Analiz, Hizmet, Laboratuvar, Atölye ve ARGE'de en iyisi.
Çünkü, sizinle çalışıyoruz....
MANTARDAN DNA İZOLASYONU SOLVER PROTOKOL
BAŞLAMADAN ÖNCE HAZIRLANMASI GEREKEN KİMYASAL VE TAMPONLAR
CTAB tamponu (Cetyltrimethylammonium Bromide Tamponu)
%2 CTAB
100 mM Tris-HCl (pH 8.0)
1.4 M NaCl
20 mM EDTA (pH 8.0)
0.2% β-merkaptoetanol (DNA oksidasyonunu engellemek için, çalışmadan hemen önce hazırlanıp eklencek)
Proteinaz K (20 mg/mL)
RNAaz A (10 mg/mL)
Fenol:kloroform:izoamil alkol (25:24:1)
Kloroform:izoamil alkol (24:1)
İzopropanol (soğutulmuş, DNA çöktürme için)
%70 Etanol (soğuk, DNA yıkama için)
TE Tamponu (10 mM Tris-HCl, 1 mM EDTA, pH 8.0, DNA çözme için)
İZOLASYON AŞAMALARI
Mantar Hücrelerinin Homojenizasyonu ve Hücre Lizi
Mantar örneklerini önceden -80°C’de 10 dk dondurulur.
Bead-beater kullanarak çelik veya cam bilyeler ile 3 dk 50ms/sn parçalama yapılır. Parçalam işlemi tam olmaması durumunda 2 kez yapılabilir.
Çelik bilye çıkrıldıktan sonra üzerine 700 µL önceden hazırlanmış CTAB tamponu eklenir.
Karışıma 2 µL β-merkaptoetanol eklenir (bu bileşen, DNA'nın oksidasyonunu önler).
Karışım 65°C’de 100rpmde 30-45 dakika inkübe edilir.
Örneklerin üzerine 700 µL fenol:kloroform:izoamil alkol karışımı eklenir.
Karışımı 5 dakika boyunca 21C'de 200 rpmde çalkalayıcıda bekletilir.
4°C’de, 14.000 rpm’de 10 dakika santrifüj edilir.
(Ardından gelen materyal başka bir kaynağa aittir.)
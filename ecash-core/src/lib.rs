//! Cryptographic core and wire types for a Chaumian ecash wallet.
//!
//! Pure and I/O-free: no mint transport, no persistence, no async runtime.
//! See [`dhke`] for the blind Diffie-Hellman issuance protocol and
//! [`token`] for the shareable bearer-token format.

pub mod amount;
pub mod blind;
pub mod dhke;
pub mod error;
pub mod keyset;
pub mod primitives;
pub mod proof;
pub mod token;

pub use error::CoreError;
//! Error types shared by every module in this crate.

use thiserror::Error;

/// Errors raised by the cryptographic core and its wire types.
#[derive(Debug, Error)]
pub enum CoreError {
    /// A preference list's amounts did not sum to the requested total, or
    /// contained an amount that is not a power of two.
    #[error("invalid amount preference")]
    InvalidPreference,

    /// The mint returned (or the caller supplied) a signature for an
    /// amount that has no corresponding key in the active keyset.
    #[error("unknown denomination: {0}")]
    UnknownDenomination(u64),

    /// A compressed secp256k1 point failed to decode.
    #[error("invalid point")]
    InvalidPoint(#[from] secp256k1::Error),

    /// A token string failed to decode as `cashuA` + base64url(JSON).
    #[error("malformed token: {0}")]
    MalformedToken(String),

    /// Hex decoding failed.
    #[error("invalid hex: {0}")]
    Hex(#[from] hex::FromHexError),

    /// JSON (de)serialization failed.
    #[error("invalid json: {0}")]
    Json(#[from] serde_json::Error),

    /// Base64 decoding failed.
    #[error("invalid base64: {0}")]
    Base64(#[from] base64::DecodeError),
}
Üst fazı (sulu faz, DNA içeren kısım) dikkatlice yeni bir tüpe alınır.
Üst faza eşit hacimde kloroform:izoamil alkol (24:1) eklenir.
Elle hafifçe karıştırılır ve 4°C’de 14.000 rpm’de 10 dakika santrifüj edilir.
Üst fazı dikkatlice yeni bir tüpe aktarılır.
DNA Çöktürme:
DNA içeren üst faza eşit hacimde soğutulmuş izopropanol eklenir.
Ters çevirerek çok dikkatli bir şekilde karıştırılır ve -20°C’de 30-60 dakika bekletilir.
4°C’de, 14.000 rpm’de 15 dakika santrifüj edilir.
Üst fazı ÇOK dikkatlice döküp, tüp içinde beyaz DNA pelletinin oluştuğunu görülmesi gerekmektedir.
DNA Yıkama:
DNA pelleti soğuk %70 etanol ile yıkanır (DNA pelletinin üzerine 1 mL etanol eklenir).
Hafifçe ve DİKKATLİCE karıştırılır ve 14.000 rpm’de 5 dakika santrifüj edilir.
Üst fazı DİKKATLİCE dökün ve pelletin kurumasını beklenir (hava ile kurutun, tamamen kuruması için yaklaşık 5-10 dakika bekleyin).
DNA pelleti 50 µL TE tamponu veya steril ultra saf suda (ddH2O) çözdürülür.
Hafifçe pipetle DİKKATLİCE karıştırarak veya 37°C’de 15 dakika inkübe ederek çözülmesini sağlayın.
1 µL RNAaz A (10 mg/mL) ekleyin ve 37°C’de 30 dakika inkübe edin.
Qubit veya benzeri bir cihaz kullanarak A260/A280 oranını ölçün.
A260/A280 oranı 1.8-2.0 arasında ise DNA saflığı iyidir.
A260/A230 oranı 2.0 civarında olmalıdır (düşükse, fenol veya tuz kontaminasyonu olabilir).
Agaroz Jel Elektroforezi:
%1 agaroz jel hazırlayın ve SYBR Dyes ile boyanır.
5 µL DNA örneği 1µL yükleme boyası (loading dye) ile karıştırarak jelde çalıştırılır.
UV transillüminatörde DNA’nın sağlamlığını kontrol edilir.
Kısa süreli saklama için: 4°C’de saklayın.
Uzun süreli saklama için: -20°C veya -80°C’de saklayın.